**Activity:** Where the records appear below, transcribe them exactly, leaving none out.

*** Data for analysis Section Begins ***

impl Dom for BrowserHost {
    type Element = Element;
    type Markup = String;

    fn query_all(&self, scope: Option<&Element>, selector: &Selector) -> Vec<Element> {
        let css = selector.to_css();
        let list = match scope {
            Some(scope) => scope.query_selector_all(&css),
            None => self.document.query_selector_all(&css),
        };
        match list {
            Ok(list) => Self::collect(list),
            Err(error) => {
                warn!(selector = %css, error = %js_error(&error), "Selector rejected");
                Vec::new()
            }
        }
    }

    fn matches(&self, element: &Element, selector: &Selector) -> bool {
        element.matches(&selector.to_css()).unwrap_or(false)
    }

    fn parent(&self, element: &Element) -> Option<Element> {
        element.parent_element()
    }

    fn closest(&self, element: &Element, selector: &Selector) -> Option<Element> {
        element.closest(&selector.to_css()).ok().flatten()
    }

    fn siblings(&self, element: &Element, selector: &Selector) -> Vec<Element> {
        let Some(parent) = element.parent_element() else {
            return Vec::new();
        };
        let css = selector.to_css();

        let mut siblings = Vec::new();
        let mut child = parent.first_element_child();
        while let Some(current) = child {
            if current != *element && current.matches(&css).unwrap_or(false) {
                siblings.push(current.clone());
            }
            child = current.next_element_sibling();
        }
        siblings
    }

    fn value(&self, element: &Element) -> String {
        if let Some(input) = element.dyn_ref::<HtmlInputElement>() {
            input.value()
        } else if let Some(area) = element.dyn_ref::<HtmlTextAreaElement>() {
            area.value()
        } else {
            element.get_attribute("value").unwrap_or_default()
        }
    }

    fn set_value(&self, element: &Element, value: &str) {
        if let Some(input) = element.dyn_ref::<HtmlInputElement>() {
            input.set_value(value);
        } else if let Some(area) = element.dyn_ref::<HtmlTextAreaElement>() {
            area.set_value(value);
        } else {
            let _ = element.set_attribute("value", value);
        }
    }

    fn text(&self, element: &Element) -> String {
        element.text_content().unwrap_or_default()
    }

    fn set_text(&self, element: &Element, text: &str) {
        element.set_text_content(Some(text));
    }

    fn attr(&self, element: &Element, name: &str) -> Option<String> {
        element.get_attribute(name)
    }

    fn set_attr(&self, element: &Element, name: &str, value: &str) {
        if let Err(error) = element.set_attribute(name, value) {
            debug!(name, error = %js_error(&error), "Attribute not set");
        }
    }

    fn has_class(&self, element: &Element, class: &str) -> bool {
        element.class_list().contains(class)
    }

    fn add_class(&self, element: &Element, class: &str) {
        let _ = element.class_list().add_1(class);
    }

    fn remove_class(&self, element: &Element, class: &str) {
        let _ = element.class_list().remove_1(class);
    }

    fn style(&self, element: &Element, property: &str) -> Option<String> {
        element
            .dyn_ref::<HtmlElement>()
            .and_then(|element| element.style().get_property_value(property).ok())
            .filter(|value| !value.is_empty())
    }

    fn set_style(&self, element: &Element, property: &str, value: &str) {
        let Some(element) = element.dyn_ref::<HtmlElement>() else {
            return;
        };
        let style = element.style();
        if value.is_empty() {
            let _ = style.remove_property(property);
        } else {
            let _ = style.set_property(property, value);
        }
    }

    fn is_disabled(&self, element: &Element) -> bool {
        element.has_attribute("disabled")
    }

    fn set_disabled(&self, element: &Element, disabled: bool) {
        if disabled {
            let _ = element.set_attribute("disabled", "");
        } else {
            let _ = element.remove_attribute("disabled");
        }
    }

    fn focus(&self, element: &Element) {
        if let Some(element) = element.dyn_ref::<HtmlElement>() {
            let _ = element.focus();
        }
    }

    fn scroll_height(&self, element: &Element) -> f64 {
        f64::from(element.scroll_height())
    }

    fn offset_top(&self, element: &Element) -> f64 {
        element.get_bounding_client_rect().top() + self.window.scroll_y().unwrap_or(0.0)
    }

    fn selection(&self, element: &Element) -> (usize, usize) {
        let value = self.value(element);
        match Self::selection_range(element) {
            Some((start, end)) => (utf16_to_char(&value, start), utf16_to_char(&value, end)),
            None => {
                let len = value.chars().count();
                (len, len)
            }
        }
    }

    fn set_selection(&self, element: &Element, start: usize, end: usize) {
        let value = self.value(element);
        let (start, end) = (char_to_utf16(&value, start), char_to_utf16(&value, end));
        if let Some(area) = element.dyn_ref::<HtmlTextAreaElement>() {
            let _ = area.set_selection_range(start, end);
        } else if let Some(input) = element.dyn_ref::<HtmlInputElement>() {
            let _ = input.set_selection_range(start, end);
        }
    }

    fn markup(&self, element: &Element) -> String {
        element.inner_html()
    }

    fn restore_markup(&self, element: &Element, markup: &String) {
        element.set_inner_html(markup);
    }

    fn set_content(&self, element: &Element, nodes: &[Node]) {
        element.set_inner_html(&fragment_html(nodes));
    }

    // Inserted fragments are always single elements, so the new element is
    // the adjacent element child.

    fn prepend(&self, parent: &Element, node: &Node) -> Option<Element> {
        parent.insert_adjacent_html("afterbegin", &node.to_html()).ok()?;
        parent.first_element_child()
    }

    fn append(&self, parent: &Element, node: &Node) -> Option<Element> {
        parent.insert_adjacent_html("beforeend", &node.to_html()).ok()?;
        parent.last_element_child()
    }

    fn insert_after(&self, reference: &Element, node: &Node) -> Option<Element> {
        reference.insert_adjacent_html("afterend", &node.to_html()).ok()?;
        reference.next_element_sibling()
    }

    fn remove(&self, element: &Element) {
        element.remove();
    }
}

*** Data for analysis Section Ends ***

**Written solution:**
impl Dom for BrowserHost {
    type Element = Element;
    type Markup = String;

    fn query_all(&self, scope: Option<&Element>, selector: &Selector) -> Vec<Element> {
        let css = selector.to_css();
        let list = match scope {
            Some(scope) => scope.query_selector_all(&css),
            None => self.document.query_selector_all(&css),
        };
        match list {
            Ok(list) => Self::collect(list),
            Err(error) => {
                warn!(selector = %css, error = %js_error(&error), "Selector rejected");
                Vec::new()
            }
        }
    }

    fn matches(&self, element: &Element, selector: &Selector) -> bool {
        element.matches(&selector.to_css()).unwrap_or(false)
    }

    fn parent(&self, element: &Element) -> Option<Element> {
        element.parent_element()
    }

    fn closest(&self, element: &Element, selector: &Selector) -> Option<Element> {
        element.closest(&selector.to_css()).ok().flatten()
    }

    fn siblings(&self, element: &Element, selector: &Selector) -> Vec<Element> {
        let Some(parent) = element.parent_element() else {
            return Vec::new();
        };
        let css = selector.to_css();

        let mut siblings = Vec::new();
        let mut child = parent.first_element_child();
        while let Some(current) = child {
            if current != *element && current.matches(&css).unwrap_or(false) {
                siblings.push(current.clone());
            }
            child = current.next_element_sibling();
        }
        siblings
    }

    fn value(&self, element: &Element) -> String {
        if let Some(input) = element.dyn_ref::<HtmlInputElement>() {
            input.value()
        } else if let Some(area) = element.dyn_ref::<HtmlTextAreaElement>() {
            area.value()
        } else {
            element.get_attribute("value").unwrap_or_default()
        }
    }

    fn set_value(&self, element: &Element, value: &str) {
        if let Some(input) = element.dyn_ref::<HtmlInputElement>() {
            input.set_value(value);
        } else if let Some(area) = element.dyn_ref::<HtmlTextAreaElement>() {
            area.set_value(value);
        } else {
            let _ = element.set_attribute("value", value);
        }
    }

    fn text(&self, element: &Element) -> String {
        element.text_content().unwrap_or_default()
    }

    fn set_text(&self, element: &Element, text: &str) {
        element.set_text_content(Some(text));
    }

    fn attr(&self, element: &Element, name: &str) -> Option<String> {
        element.get_attribute(name)
    }

    fn set_attr(&self, element: &Element, name: &str, value: &str) {
        if let Err(error) = element.set_attribute(name, value) {
            debug!(name, error = %js_error(&error), "Attribute not set");
        }
    }

    fn has_class(&self, element: &Element, class: &str) -> bool {
        element.class_list().contains(class)
    }

    fn add_class(&self, element: &Element, class: &str) {
        let _ = element.class_list().add_1(class);
    }

    fn remove_class(&self, element: &Element, class: &str) {
        let _ = element.class_list().remove_1(class);
    }

    fn style(&self, element: &Element, property: &str) -> Option<String> {
        element
            .dyn_ref::<HtmlElement>()
            .and_then(|element| element.style().get_property_value(property).ok())
            .filter(|value| !value.is_empty())
    }

    fn set_style(&self, element: &Element, property: &str, value: &str) {
        let Some(element) = element.dyn_ref::<HtmlElement>() else {
            return;
        };
        let style = element.style();
        if value.is_empty() {
            let _ = style.remove_property(property);
        } else {
            let _ = style.set_property(property, value);
        }
    }

    fn is_disabled(&self, element: &Element) -> bool {
        element.has_attribute("disabled")
    }

    fn set_disabled(&self, element: &Element, disabled: bool) {
        if disabled {
            let _ = element.set_attribute("disabled", "");
        } else {
            let _ = element.remove_attribute("disabled");
        }
    }

    fn focus(&self, element: &Element) {
        if let Some(element) = element.dyn_ref::<HtmlElement>() {
            let _ = element.focus();
        }
    }

    fn scroll_height(&self, element: &Element) -> f64 {
        f64::from(element.scroll_height())
    }

    fn offset_top(&self, element: &Element) -> f64 {
        element.get_bounding_client_rect().top() + self.window.scroll_y().unwrap_or(0.0)
    }

    fn selection(&self, element: &Element) -> (usize, usize) {
        let value = self.value(element);
        match Self::selection_range(element) {
            Some((start, end)) => (utf16_to_char(&value, start), utf16_to_char(&value, end)),
            None => {
                let len = value.chars().count();
                (len, len)
            }
        }
    }

    fn set_selection(&self, element: &Element, start: usize, end: usize) {
        let value = self.value(element);
        let (start, end) = (char_to_utf16(&value, start), char_to_utf16(&value, end));
        if let Some(area) = element.dyn_ref::<HtmlTextAreaElement>() {
            let _ = area.set_selection_range(start, end);
        } else if let Some(input) = element.dyn_ref::<HtmlInputElement>() {
            let _ = input.set_selection_range(start, end);
        }
    }

    fn markup(&self, element: &Element) -> String {
        element.inner_html()
    }

    fn restore_markup(&self, element: &Element, markup: &String) {
        element.set_inner_html(markup);
    }

    fn set_content(&self, element: &Element, nodes: &[Node]) {
        element.set_inner_html(&fragment_html(nodes));
    }

    // Inserted fragments are always single elements, so the new element is
    // the adjacent element child.

    fn prepend(&self, parent: &Element, node: &Node) -> Option<Element> {
        parent.insert_adjacent_html("afterbegin", &node.to_html()).ok()?;
        parent.first_element_child()
    }

    fn append(&self, parent: &Element, node: &Node) -> Option<Element> {
        parent.insert_adjacent_html("beforeend", &node.to_html()).ok()?;
        parent.last_element_child()
    }

    fn insert_after(&self, reference: &Element, node: &Node) -> Option<Element> {
        reference.insert_adjacent_html("afterend", &node.to_html()).ok()?;
        reference.next_element_sibling()
    }

    fn remove(&self, element: &Element) {
        element.remove();
    }
}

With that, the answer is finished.